[[ EXTRACTED DATA open ]]

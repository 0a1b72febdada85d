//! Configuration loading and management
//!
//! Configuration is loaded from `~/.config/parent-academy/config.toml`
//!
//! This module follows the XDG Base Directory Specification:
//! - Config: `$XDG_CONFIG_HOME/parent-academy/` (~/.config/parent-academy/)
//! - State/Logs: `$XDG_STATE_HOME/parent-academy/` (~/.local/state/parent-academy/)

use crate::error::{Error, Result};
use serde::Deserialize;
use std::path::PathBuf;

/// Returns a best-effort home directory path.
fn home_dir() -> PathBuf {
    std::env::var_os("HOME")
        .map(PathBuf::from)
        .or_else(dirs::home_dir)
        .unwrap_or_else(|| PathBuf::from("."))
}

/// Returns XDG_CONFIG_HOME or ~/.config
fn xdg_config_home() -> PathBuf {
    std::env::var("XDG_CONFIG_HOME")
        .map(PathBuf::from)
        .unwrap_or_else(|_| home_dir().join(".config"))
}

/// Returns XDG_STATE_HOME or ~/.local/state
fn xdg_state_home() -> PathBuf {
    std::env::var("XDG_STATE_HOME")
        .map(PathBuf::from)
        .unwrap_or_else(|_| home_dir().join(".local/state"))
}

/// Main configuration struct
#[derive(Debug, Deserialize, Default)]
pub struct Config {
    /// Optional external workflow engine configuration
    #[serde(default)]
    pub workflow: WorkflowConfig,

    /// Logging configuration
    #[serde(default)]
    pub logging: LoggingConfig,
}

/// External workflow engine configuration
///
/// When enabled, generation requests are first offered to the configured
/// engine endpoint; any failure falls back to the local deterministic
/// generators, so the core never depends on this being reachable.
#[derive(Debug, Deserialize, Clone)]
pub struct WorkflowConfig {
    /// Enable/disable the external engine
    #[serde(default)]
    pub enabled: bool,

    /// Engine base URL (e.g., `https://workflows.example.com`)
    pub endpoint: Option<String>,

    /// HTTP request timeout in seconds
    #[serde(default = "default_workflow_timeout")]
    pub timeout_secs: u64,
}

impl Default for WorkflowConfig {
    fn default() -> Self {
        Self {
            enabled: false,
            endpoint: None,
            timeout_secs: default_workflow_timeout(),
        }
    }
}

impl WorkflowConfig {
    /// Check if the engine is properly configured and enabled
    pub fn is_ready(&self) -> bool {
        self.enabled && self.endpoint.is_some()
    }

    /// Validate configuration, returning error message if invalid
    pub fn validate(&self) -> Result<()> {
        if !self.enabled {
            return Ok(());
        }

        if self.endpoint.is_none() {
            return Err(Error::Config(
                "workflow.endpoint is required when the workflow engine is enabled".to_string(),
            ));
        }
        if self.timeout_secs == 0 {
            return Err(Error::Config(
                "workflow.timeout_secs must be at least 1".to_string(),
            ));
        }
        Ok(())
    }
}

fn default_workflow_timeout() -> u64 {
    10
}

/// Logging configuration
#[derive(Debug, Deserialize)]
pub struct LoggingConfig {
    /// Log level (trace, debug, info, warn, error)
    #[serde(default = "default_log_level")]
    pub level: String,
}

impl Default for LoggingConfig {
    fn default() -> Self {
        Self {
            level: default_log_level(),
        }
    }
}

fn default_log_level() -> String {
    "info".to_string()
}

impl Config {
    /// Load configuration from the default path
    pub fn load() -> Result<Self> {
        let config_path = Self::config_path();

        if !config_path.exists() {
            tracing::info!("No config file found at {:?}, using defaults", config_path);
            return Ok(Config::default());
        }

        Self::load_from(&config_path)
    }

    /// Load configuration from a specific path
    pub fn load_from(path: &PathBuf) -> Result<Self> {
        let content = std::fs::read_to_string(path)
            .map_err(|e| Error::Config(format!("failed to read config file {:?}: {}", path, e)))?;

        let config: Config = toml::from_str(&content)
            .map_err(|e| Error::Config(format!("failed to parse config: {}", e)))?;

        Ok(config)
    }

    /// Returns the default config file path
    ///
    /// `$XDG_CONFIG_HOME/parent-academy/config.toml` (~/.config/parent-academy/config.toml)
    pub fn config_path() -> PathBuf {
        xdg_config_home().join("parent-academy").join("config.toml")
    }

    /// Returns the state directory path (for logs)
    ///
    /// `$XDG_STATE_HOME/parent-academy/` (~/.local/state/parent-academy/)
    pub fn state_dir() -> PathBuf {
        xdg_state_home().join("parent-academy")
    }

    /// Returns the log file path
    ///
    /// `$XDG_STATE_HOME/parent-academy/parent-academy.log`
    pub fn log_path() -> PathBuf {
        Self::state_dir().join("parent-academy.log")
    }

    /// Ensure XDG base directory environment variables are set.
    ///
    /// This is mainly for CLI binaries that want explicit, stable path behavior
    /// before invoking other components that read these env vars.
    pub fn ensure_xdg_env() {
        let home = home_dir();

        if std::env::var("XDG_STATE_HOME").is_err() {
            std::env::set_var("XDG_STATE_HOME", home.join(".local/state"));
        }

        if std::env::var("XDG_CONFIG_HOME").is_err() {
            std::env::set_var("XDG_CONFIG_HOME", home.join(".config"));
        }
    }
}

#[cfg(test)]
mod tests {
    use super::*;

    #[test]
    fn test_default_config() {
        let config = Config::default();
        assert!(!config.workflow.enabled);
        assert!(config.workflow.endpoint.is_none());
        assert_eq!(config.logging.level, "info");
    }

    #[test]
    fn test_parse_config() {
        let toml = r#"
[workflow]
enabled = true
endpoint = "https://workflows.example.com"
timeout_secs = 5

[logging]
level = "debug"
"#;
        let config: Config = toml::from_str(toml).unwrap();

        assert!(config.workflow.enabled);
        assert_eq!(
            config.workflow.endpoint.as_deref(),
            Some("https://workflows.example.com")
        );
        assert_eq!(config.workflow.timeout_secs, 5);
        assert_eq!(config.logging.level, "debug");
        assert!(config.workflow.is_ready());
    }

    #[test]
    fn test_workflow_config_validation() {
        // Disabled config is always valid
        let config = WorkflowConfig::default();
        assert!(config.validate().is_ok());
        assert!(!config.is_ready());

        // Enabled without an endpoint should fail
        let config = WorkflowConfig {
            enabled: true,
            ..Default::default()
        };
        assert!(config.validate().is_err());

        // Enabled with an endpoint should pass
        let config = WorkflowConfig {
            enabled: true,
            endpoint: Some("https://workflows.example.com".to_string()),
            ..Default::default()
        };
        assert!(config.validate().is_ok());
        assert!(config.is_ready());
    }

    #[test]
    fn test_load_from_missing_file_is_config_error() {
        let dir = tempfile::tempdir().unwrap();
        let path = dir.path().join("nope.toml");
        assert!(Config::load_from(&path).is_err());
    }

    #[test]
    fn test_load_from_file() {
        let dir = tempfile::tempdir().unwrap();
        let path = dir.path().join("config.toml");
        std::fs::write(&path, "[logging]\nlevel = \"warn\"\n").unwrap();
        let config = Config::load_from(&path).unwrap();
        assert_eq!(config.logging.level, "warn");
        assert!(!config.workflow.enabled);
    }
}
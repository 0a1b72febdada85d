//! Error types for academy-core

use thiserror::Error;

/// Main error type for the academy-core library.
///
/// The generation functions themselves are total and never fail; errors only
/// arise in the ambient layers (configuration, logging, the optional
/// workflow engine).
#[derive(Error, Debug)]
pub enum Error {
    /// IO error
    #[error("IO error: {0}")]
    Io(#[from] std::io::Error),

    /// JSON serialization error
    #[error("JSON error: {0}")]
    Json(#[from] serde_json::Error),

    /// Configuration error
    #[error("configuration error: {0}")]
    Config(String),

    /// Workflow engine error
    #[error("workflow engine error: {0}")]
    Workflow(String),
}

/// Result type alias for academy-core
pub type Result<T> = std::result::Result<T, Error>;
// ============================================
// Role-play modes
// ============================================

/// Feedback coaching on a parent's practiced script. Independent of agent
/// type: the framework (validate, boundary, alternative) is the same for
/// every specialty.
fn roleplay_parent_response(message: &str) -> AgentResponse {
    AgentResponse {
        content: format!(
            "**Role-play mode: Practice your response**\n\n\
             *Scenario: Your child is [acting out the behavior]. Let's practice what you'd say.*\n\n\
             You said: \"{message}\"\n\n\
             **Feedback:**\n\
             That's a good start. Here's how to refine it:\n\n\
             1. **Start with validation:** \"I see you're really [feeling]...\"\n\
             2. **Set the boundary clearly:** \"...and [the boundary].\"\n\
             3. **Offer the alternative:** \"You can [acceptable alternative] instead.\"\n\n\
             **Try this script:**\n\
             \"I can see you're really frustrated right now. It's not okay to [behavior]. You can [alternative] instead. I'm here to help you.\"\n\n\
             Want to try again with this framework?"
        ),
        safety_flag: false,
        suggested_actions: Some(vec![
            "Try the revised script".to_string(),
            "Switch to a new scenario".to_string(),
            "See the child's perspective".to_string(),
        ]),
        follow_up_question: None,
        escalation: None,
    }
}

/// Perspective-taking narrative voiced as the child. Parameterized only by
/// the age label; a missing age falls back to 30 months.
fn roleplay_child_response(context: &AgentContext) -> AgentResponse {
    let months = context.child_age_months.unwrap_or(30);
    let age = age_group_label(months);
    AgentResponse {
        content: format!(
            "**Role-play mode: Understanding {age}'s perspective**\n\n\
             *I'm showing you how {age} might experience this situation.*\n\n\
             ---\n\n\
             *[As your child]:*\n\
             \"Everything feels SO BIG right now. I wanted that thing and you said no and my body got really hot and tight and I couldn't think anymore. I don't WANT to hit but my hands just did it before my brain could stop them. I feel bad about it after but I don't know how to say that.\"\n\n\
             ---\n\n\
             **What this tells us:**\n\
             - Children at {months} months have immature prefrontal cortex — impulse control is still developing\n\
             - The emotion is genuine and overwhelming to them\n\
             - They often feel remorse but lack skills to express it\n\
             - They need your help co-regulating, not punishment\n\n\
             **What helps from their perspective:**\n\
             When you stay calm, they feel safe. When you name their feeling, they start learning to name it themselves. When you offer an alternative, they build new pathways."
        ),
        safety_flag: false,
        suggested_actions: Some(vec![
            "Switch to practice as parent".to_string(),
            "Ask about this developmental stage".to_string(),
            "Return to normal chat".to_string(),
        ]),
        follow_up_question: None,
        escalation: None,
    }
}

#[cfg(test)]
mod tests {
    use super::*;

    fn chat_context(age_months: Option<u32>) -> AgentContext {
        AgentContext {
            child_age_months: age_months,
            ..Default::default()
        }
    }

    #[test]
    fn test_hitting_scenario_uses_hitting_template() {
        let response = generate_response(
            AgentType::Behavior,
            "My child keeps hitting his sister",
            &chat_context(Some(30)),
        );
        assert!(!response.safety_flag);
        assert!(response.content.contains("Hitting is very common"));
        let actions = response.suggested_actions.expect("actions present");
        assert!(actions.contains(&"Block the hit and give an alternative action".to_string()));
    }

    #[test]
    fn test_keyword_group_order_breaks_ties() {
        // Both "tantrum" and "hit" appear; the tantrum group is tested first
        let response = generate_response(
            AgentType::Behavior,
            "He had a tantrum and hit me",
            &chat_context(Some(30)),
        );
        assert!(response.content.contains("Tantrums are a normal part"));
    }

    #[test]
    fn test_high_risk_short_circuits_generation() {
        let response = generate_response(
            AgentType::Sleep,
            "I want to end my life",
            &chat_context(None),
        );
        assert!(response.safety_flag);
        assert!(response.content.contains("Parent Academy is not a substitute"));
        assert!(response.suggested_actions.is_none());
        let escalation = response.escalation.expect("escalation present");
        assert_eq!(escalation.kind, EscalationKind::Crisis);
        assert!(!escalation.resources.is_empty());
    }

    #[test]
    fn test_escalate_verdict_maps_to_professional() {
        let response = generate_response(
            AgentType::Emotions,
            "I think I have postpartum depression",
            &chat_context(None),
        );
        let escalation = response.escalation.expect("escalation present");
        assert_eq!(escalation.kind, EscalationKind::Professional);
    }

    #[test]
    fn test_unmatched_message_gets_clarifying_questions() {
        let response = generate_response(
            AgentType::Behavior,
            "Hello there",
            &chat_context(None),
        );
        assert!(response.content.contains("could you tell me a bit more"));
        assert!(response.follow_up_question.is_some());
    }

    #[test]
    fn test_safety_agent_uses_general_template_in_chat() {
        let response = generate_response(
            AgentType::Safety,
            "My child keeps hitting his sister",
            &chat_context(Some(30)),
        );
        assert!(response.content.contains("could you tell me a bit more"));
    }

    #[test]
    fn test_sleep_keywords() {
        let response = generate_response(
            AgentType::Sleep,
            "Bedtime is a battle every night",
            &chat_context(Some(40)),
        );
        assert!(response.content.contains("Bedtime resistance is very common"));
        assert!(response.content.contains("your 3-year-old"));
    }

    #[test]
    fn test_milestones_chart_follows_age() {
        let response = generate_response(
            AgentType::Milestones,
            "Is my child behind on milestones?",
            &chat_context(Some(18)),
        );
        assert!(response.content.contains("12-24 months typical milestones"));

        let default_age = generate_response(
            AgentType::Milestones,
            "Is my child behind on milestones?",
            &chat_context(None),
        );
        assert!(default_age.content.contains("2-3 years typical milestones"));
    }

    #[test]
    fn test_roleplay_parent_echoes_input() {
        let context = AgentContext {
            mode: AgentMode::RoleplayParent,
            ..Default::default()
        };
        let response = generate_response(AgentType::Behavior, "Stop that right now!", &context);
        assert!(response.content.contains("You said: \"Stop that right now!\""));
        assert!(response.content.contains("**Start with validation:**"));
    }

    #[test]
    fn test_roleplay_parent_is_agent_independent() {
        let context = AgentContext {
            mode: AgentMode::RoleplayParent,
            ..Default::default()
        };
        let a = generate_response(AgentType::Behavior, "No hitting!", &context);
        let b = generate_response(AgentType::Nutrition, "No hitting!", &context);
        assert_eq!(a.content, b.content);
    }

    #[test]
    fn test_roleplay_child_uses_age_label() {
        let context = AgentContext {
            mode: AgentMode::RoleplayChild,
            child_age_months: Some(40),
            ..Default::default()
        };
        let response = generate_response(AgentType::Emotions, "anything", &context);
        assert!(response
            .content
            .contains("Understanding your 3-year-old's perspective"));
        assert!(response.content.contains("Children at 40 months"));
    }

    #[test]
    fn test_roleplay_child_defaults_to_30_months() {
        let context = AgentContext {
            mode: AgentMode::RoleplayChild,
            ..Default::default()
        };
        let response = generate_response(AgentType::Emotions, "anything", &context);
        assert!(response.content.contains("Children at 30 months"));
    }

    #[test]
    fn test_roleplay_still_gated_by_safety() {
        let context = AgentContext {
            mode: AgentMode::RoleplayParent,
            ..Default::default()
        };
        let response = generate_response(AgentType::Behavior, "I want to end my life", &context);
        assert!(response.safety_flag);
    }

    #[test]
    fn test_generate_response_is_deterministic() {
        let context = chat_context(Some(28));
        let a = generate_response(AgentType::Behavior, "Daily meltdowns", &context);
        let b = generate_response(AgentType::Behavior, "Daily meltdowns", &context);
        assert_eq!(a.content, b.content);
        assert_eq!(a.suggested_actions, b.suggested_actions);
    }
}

[[ EXTRACTED DATA closed ]]

THE TASK: If a line in the entries holds the string "script", copy it.

WRITTEN ANSWER:
/// Feedback coaching on a parent's practiced script. Independent of agent
             **Try this script:**\n\
            "Try the revised script".to_string(),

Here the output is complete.